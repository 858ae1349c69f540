// src/core/metrics.rs

//! Defines and registers Prometheus metrics for the master control plane.
//!
//! This module uses `lazy_static` to ensure that metrics are registered only
//! once globally for the entire application lifecycle.

use lazy_static::lazy_static;
use prometheus::{
    Counter, CounterVec, Gauge, Histogram, TextEncoder, register_counter, register_counter_vec,
    register_gauge, register_histogram,
};
use std::time::Duration;

lazy_static! {
    // --- Cluster-wide gauges ---
    /// The number of region servers currently considered live.
    pub static ref LIVE_SERVERS: Gauge =
        register_gauge!("tablemaster_live_servers", "Number of live region servers.").unwrap();
    /// The number of regions currently in a transitional assignment state.
    pub static ref REGIONS_IN_TRANSITION: Gauge =
        register_gauge!("tablemaster_regions_in_transition", "Number of regions in PENDING_OPEN/PENDING_CLOSE.").unwrap();
    /// 1 if this process holds the master lock, 0 otherwise.
    pub static ref IS_ACTIVE_MASTER: Gauge =
        register_gauge!("tablemaster_is_active_master", "Whether this process is the active master (1) or a standby (0).").unwrap();

    // --- Assignment counters ---
    /// Total number of region assignment transitions, labeled by target state.
    pub static ref ASSIGNMENT_TRANSITIONS_TOTAL: CounterVec =
        register_counter_vec!("tablemaster_assignment_transitions_total", "Total assignment state transitions, labeled by target state.", &["state"]).unwrap();
    /// Total number of open-region directives lost to a missed heartbeat.
    pub static ref DIRECTIVES_LOST_TOTAL: Counter =
        register_counter!("tablemaster_directives_lost_total", "Total open-region directives not confirmed before timing out.").unwrap();

    // --- Server lifecycle counters ---
    /// Total number of region servers that have registered via Startup.
    pub static ref SERVER_STARTUPS_TOTAL: Counter =
        register_counter!("tablemaster_server_startups_total", "Total region server Startup RPCs processed.").unwrap();
    /// Total number of region servers marked dead.
    pub static ref SERVER_DEATHS_TOTAL: Counter =
        register_counter!("tablemaster_server_deaths_total", "Total region servers marked dead.").unwrap();

    // --- Log split metrics ---
    /// Total number of completed WAL log splits.
    pub static ref LOG_SPLITS_TOTAL: Counter =
        register_counter!("tablemaster_log_splits_total", "Total completed WAL log splits.").unwrap();
    /// Total number of WAL files processed across all splits.
    pub static ref LOG_SPLIT_FILES_TOTAL: Counter =
        register_counter!("tablemaster_log_split_files_total", "Total WAL files processed across all log splits.").unwrap();
    /// Total number of bytes processed across all log splits.
    pub static ref LOG_SPLIT_BYTES_TOTAL: Counter =
        register_counter!("tablemaster_log_split_bytes_total", "Total bytes processed across all log splits.").unwrap();
    /// Duration of a single WAL log split.
    pub static ref LOG_SPLIT_DURATION_SECONDS: Histogram =
        register_histogram!("tablemaster_log_split_duration_seconds", "Duration of one server's WAL log split.").unwrap();

    // --- Operation queue ---
    /// Total operation items processed, labeled by outcome.
    pub static ref QUEUE_ITEMS_PROCESSED_TOTAL: CounterVec =
        register_counter_vec!("tablemaster_queue_items_processed_total", "Total OperationItems processed, labeled by outcome.", &["outcome"]).unwrap();

    // --- Table DDL ---
    /// Total table DDL operations, labeled by kind.
    pub static ref TABLE_OPS_TOTAL: CounterVec =
        register_counter_vec!("tablemaster_table_ops_total", "Total table DDL operations, labeled by kind.", &["kind"]).unwrap();
}

/// Records the outcome of one completed WAL log split.
pub fn record_log_split(duration: Duration, file_count: u64, bytes: u64) {
    LOG_SPLITS_TOTAL.inc();
    LOG_SPLIT_FILES_TOTAL.inc_by(file_count as f64);
    LOG_SPLIT_BYTES_TOTAL.inc_by(bytes as f64);
    LOG_SPLIT_DURATION_SECONDS.observe(duration.as_secs_f64());
}

/// Gathers all registered metrics and encodes them in the Prometheus text format.
pub fn gather_metrics() -> String {
    let encoder = TextEncoder::new();
    let metric_families = prometheus::gather();
    encoder.encode_to_string(&metric_families).unwrap()
}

· · · · ·

▶ _WORK TO COMPLETE_
Among the records above, determine how many lines contain "state", then report the number only.

▶ _REPLY TO THE TASK_
3